(Data records)
_ _ _ _

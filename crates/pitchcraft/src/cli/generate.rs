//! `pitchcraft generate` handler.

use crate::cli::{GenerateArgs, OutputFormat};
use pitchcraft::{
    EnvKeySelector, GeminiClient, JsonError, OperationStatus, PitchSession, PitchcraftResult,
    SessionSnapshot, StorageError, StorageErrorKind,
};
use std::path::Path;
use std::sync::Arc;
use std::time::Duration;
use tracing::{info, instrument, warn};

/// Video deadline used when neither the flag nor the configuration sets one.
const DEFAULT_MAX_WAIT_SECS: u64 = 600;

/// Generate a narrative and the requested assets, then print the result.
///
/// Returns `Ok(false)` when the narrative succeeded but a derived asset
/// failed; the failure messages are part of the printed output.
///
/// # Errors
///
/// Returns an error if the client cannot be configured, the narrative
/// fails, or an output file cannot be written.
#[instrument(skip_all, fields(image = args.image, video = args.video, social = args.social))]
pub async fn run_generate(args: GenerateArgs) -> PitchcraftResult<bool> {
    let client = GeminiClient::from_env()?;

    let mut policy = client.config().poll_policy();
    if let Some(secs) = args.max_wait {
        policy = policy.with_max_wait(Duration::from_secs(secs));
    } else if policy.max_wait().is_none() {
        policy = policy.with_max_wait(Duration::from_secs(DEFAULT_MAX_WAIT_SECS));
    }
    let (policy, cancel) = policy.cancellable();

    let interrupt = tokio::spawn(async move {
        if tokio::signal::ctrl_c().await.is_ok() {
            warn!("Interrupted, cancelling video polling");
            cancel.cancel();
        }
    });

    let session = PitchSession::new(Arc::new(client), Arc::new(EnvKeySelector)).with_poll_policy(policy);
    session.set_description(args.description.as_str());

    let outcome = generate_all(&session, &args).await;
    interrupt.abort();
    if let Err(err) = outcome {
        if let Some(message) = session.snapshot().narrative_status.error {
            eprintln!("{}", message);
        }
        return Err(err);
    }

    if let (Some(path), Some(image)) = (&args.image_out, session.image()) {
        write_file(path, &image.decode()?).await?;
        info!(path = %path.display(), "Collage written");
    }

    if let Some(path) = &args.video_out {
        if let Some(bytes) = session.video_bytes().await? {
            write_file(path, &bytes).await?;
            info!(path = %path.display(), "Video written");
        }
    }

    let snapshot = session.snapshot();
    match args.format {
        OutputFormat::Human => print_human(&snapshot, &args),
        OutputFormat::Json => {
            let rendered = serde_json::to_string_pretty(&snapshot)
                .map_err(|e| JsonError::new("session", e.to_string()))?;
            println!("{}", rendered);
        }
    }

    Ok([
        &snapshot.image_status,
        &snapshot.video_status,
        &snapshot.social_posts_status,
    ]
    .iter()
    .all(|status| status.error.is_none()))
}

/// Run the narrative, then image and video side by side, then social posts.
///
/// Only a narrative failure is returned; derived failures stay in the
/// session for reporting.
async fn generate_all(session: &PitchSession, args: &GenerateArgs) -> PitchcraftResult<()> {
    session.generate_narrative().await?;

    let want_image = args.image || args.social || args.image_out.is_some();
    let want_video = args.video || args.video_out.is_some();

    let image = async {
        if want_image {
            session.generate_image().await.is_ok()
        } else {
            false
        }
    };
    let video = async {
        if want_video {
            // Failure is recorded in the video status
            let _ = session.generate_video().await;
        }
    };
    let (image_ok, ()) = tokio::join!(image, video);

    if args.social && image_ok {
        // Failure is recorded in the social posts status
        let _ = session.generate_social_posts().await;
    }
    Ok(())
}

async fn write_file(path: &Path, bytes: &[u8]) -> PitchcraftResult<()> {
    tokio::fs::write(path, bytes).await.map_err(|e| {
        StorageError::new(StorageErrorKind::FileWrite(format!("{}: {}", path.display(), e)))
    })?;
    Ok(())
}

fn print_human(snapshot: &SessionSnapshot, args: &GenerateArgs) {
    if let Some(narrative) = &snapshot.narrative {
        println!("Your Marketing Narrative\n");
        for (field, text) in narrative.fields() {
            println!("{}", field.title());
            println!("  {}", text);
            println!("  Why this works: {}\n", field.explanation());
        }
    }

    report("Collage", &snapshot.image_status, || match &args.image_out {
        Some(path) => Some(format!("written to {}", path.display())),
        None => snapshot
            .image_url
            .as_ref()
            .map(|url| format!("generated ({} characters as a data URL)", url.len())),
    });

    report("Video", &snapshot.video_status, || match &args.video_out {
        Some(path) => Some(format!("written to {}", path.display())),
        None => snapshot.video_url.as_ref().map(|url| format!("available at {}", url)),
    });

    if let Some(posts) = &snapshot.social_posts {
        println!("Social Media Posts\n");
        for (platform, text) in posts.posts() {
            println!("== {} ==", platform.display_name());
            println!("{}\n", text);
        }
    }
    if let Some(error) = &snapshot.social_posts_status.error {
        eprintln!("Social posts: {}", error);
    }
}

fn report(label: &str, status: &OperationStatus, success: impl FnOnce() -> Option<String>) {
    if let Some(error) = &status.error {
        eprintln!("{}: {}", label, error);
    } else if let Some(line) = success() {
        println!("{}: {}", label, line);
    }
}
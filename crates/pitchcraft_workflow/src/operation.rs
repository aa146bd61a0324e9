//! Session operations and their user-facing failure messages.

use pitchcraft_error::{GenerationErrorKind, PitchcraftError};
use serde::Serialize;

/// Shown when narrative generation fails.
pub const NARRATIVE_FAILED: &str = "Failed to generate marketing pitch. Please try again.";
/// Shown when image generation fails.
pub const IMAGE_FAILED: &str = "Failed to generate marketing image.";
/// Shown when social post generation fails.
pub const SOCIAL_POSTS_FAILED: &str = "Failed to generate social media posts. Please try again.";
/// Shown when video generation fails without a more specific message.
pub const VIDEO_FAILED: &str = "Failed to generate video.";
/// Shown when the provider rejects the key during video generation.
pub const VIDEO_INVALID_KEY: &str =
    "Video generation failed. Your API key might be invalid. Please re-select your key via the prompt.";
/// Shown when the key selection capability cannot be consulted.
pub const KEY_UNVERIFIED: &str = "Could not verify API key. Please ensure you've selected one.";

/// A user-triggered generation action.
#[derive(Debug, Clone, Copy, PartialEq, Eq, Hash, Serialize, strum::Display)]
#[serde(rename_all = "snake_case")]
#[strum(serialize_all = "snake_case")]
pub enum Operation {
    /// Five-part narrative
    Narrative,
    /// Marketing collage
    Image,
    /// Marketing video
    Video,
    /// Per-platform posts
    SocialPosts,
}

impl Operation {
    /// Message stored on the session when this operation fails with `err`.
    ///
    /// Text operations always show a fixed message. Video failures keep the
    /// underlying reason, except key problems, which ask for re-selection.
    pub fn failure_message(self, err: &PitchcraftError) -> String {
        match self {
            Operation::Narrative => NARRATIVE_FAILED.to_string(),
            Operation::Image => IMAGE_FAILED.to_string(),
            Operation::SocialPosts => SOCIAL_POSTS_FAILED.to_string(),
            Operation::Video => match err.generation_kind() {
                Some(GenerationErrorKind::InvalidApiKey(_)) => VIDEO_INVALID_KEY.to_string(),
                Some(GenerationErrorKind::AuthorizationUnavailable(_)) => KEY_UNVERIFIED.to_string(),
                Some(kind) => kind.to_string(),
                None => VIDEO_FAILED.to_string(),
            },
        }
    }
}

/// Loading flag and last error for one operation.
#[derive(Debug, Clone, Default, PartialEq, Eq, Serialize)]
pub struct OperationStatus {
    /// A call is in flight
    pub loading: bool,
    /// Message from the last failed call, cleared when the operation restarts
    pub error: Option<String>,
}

_ _ _ _

Write the records out once more, exactly as shown.

■ COMPLETED EXERCISE:
filename crates/pitchcraft/src/cli/generate.rs
//! `pitchcraft generate` handler.

use crate::cli::{GenerateArgs, OutputFormat};
use pitchcraft::{
    EnvKeySelector, GeminiClient, JsonError, OperationStatus, PitchSession, PitchcraftResult,
    SessionSnapshot, StorageError, StorageErrorKind,
};
use std::path::Path;
use std::sync::Arc;
use std::time::Duration;
use tracing::{info, instrument, warn};

/// Video deadline used when neither the flag nor the configuration sets one.
const DEFAULT_MAX_WAIT_SECS: u64 = 600;

/// Generate a narrative and the requested assets, then print the result.
///
/// Returns `Ok(false)` when the narrative succeeded but a derived asset
/// failed; the failure messages are part of the printed output.
///
/// # Errors
///
/// Returns an error if the client cannot be configured, the narrative
/// fails, or an output file cannot be written.
#[instrument(skip_all, fields(image = args.image, video = args.video, social = args.social))]
pub async fn run_generate(args: GenerateArgs) -> PitchcraftResult<bool> {
    let client = GeminiClient::from_env()?;

    let mut policy = client.config().poll_policy();
    if let Some(secs) = args.max_wait {
        policy = policy.with_max_wait(Duration::from_secs(secs));
    } else if policy.max_wait().is_none() {
        policy = policy.with_max_wait(Duration::from_secs(DEFAULT_MAX_WAIT_SECS));
    }
    let (policy, cancel) = policy.cancellable();

    let interrupt = tokio::spawn(async move {
        if tokio::signal::ctrl_c().await.is_ok() {
            warn!("Interrupted, cancelling video polling");
            cancel.cancel();
        }
    });

    let session = PitchSession::new(Arc::new(client), Arc::new(EnvKeySelector)).with_poll_policy(policy);
    session.set_description(args.description.as_str());

    let outcome = generate_all(&session, &args).await;
    interrupt.abort();
    if let Err(err) = outcome {
        if let Some(message) = session.snapshot().narrative_status.error {
            eprintln!("{}", message);
        }
        return Err(err);
    }

    if let (Some(path), Some(image)) = (&args.image_out, session.image()) {
        write_file(path, &image.decode()?).await?;
        info!(path = %path.display(), "Collage written");
    }

    if let Some(path) = &args.video_out {
        if let Some(bytes) = session.video_bytes().await? {
            write_file(path, &bytes).await?;
            info!(path = %path.display(), "Video written");
        }
    }

    let snapshot = session.snapshot();
    match args.format {
        OutputFormat::Human => print_human(&snapshot, &args),
        OutputFormat::Json => {
            let rendered = serde_json::to_string_pretty(&snapshot)
                .map_err(|e| JsonError::new("session", e.to_string()))?;
            println!("{}", rendered);
        }
    }

    Ok([
        &snapshot.image_status,
        &snapshot.video_status,
        &snapshot.social_posts_status,
    ]
    .iter()
    .all(|status| status.error.is_none()))
}

/// Run the narrative, then image and video side by side, then social posts.
///
/// Only a narrative failure is returned; derived failures stay in the
/// session for reporting.
async fn generate_all(session: &PitchSession, args: &GenerateArgs) -> PitchcraftResult<()> {
    session.generate_narrative().await?;

    let want_image = args.image || args.social || args.image_out.is_some();
    let want_video = args.video || args.video_out.is_some();

    let image = async {
        if want_image {
            session.generate_image().await.is_ok()
        } else {
            false
        }
    };
    let video = async {
        if want_video {
            // Failure is recorded in the video status
            let _ = session.generate_video().await;
        }
    };
    let (image_ok, ()) = tokio::join!(image, video);

    if args.social && image_ok {
        // Failure is recorded in the social posts status
        let _ = session.generate_social_posts().await;
    }
    Ok(())
}

async fn write_file(path: &Path, bytes: &[u8]) -> PitchcraftResult<()> {
    tokio::fs::write(path, bytes).await.map_err(|e| {
        StorageError::new(StorageErrorKind::FileWrite(format!("{}: {}", path.display(), e)))
    })?;
    Ok(())
}

fn print_human(snapshot: &SessionSnapshot, args: &GenerateArgs) {
    if let Some(narrative) = &snapshot.narrative {
        println!("Your Marketing Narrative\n");
        for (field, text) in narrative.fields() {
            println!("{}", field.title());
            println!("  {}", text);
            println!("  Why this works: {}\n", field.explanation());
        }
    }

    report("Collage", &snapshot.image_status, || match &args.image_out {
        Some(path) => Some(format!("written to {}", path.display())),
        None => snapshot
            .image_url
            .as_ref()
            .map(|url| format!("generated ({} characters as a data URL)", url.len())),
    });

    report("Video", &snapshot.video_status, || match &args.video_out {
        Some(path) => Some(format!("written to {}", path.display())),
        None => snapshot.video_url.as_ref().map(|url| format!("available at {}", url)),
    });

    if let Some(posts) = &snapshot.social_posts {
        println!("Social Media Posts\n");
        for (platform, text) in posts.posts() {
            println!("== {} ==", platform.display_name());
            println!("{}\n", text);
        }
    }
    if let Some(error) = &snapshot.social_posts_status.error {
        eprintln!("Social posts: {}", error);
    }
}

fn report(label: &str, status: &OperationStatus, success: impl FnOnce() -> Option<String>) {
    if let Some(error) = &status.error {
        eprintln!("{}: {}", label, error);
    } else if let Some(line) = success() {
        println!("{}: {}", label, line);
    }
}
filename crates/pitchcraft_workflow/src/operation.rs
repository aa146bd61a0324e9
//! Session operations and their user-facing failure messages.

use pitchcraft_error::{GenerationErrorKind, PitchcraftError};
use serde::Serialize;

/// Shown when narrative generation fails.
pub const NARRATIVE_FAILED: &str = "Failed to generate marketing pitch. Please try again.";
/// Shown when image generation fails.
pub const IMAGE_FAILED: &str = "Failed to generate marketing image.";
/// Shown when social post generation fails.
pub const SOCIAL_POSTS_FAILED: &str = "Failed to generate social media posts. Please try again.";
/// Shown when video generation fails without a more specific message.
pub const VIDEO_FAILED: &str = "Failed to generate video.";
/// Shown when the provider rejects the key during video generation.
pub const VIDEO_INVALID_KEY: &str =
    "Video generation failed. Your API key might be invalid. Please re-select your key via the prompt.";
/// Shown when the key selection capability cannot be consulted.
pub const KEY_UNVERIFIED: &str = "Could not verify API key. Please ensure you've selected one.";

/// A user-triggered generation action.
#[derive(Debug, Clone, Copy, PartialEq, Eq, Hash, Serialize, strum::Display)]
#[serde(rename_all = "snake_case")]
#[strum(serialize_all = "snake_case")]
pub enum Operation {
    /// Five-part narrative
    Narrative,
    /// Marketing collage
    Image,
    /// Marketing video
    Video,
    /// Per-platform posts
    SocialPosts,
}

impl Operation {
    /// Message stored on the session when this operation fails with `err`.
    ///
    /// Text operations always show a fixed message. Video failures keep the
    /// underlying reason, except key problems, which ask for re-selection.
    pub fn failure_message(self, err: &PitchcraftError) -> String {
        match self {
            Operation::Narrative => NARRATIVE_FAILED.to_string(),
            Operation::Image => IMAGE_FAILED.to_string(),
            Operation::SocialPosts => SOCIAL_POSTS_FAILED.to_string(),
            Operation::Video => match err.generation_kind() {
                Some(GenerationErrorKind::InvalidApiKey(_)) => VIDEO_INVALID_KEY.to_string(),
                Some(GenerationErrorKind::AuthorizationUnavailable(_)) => KEY_UNVERIFIED.to_string(),
                Some(kind) => kind.to_string(),
                None => VIDEO_FAILED.to_string(),
            },
        }
    }
}

/// Loading flag and last error for one operation.
#[derive(Debug, Clone, Default, PartialEq, Eq, Serialize)]
pub struct OperationStatus {
    /// A call is in flight
    pub loading: bool,
    /// Message from the last failed call, cleared when the operation restarts
    pub error: Option<String>,
}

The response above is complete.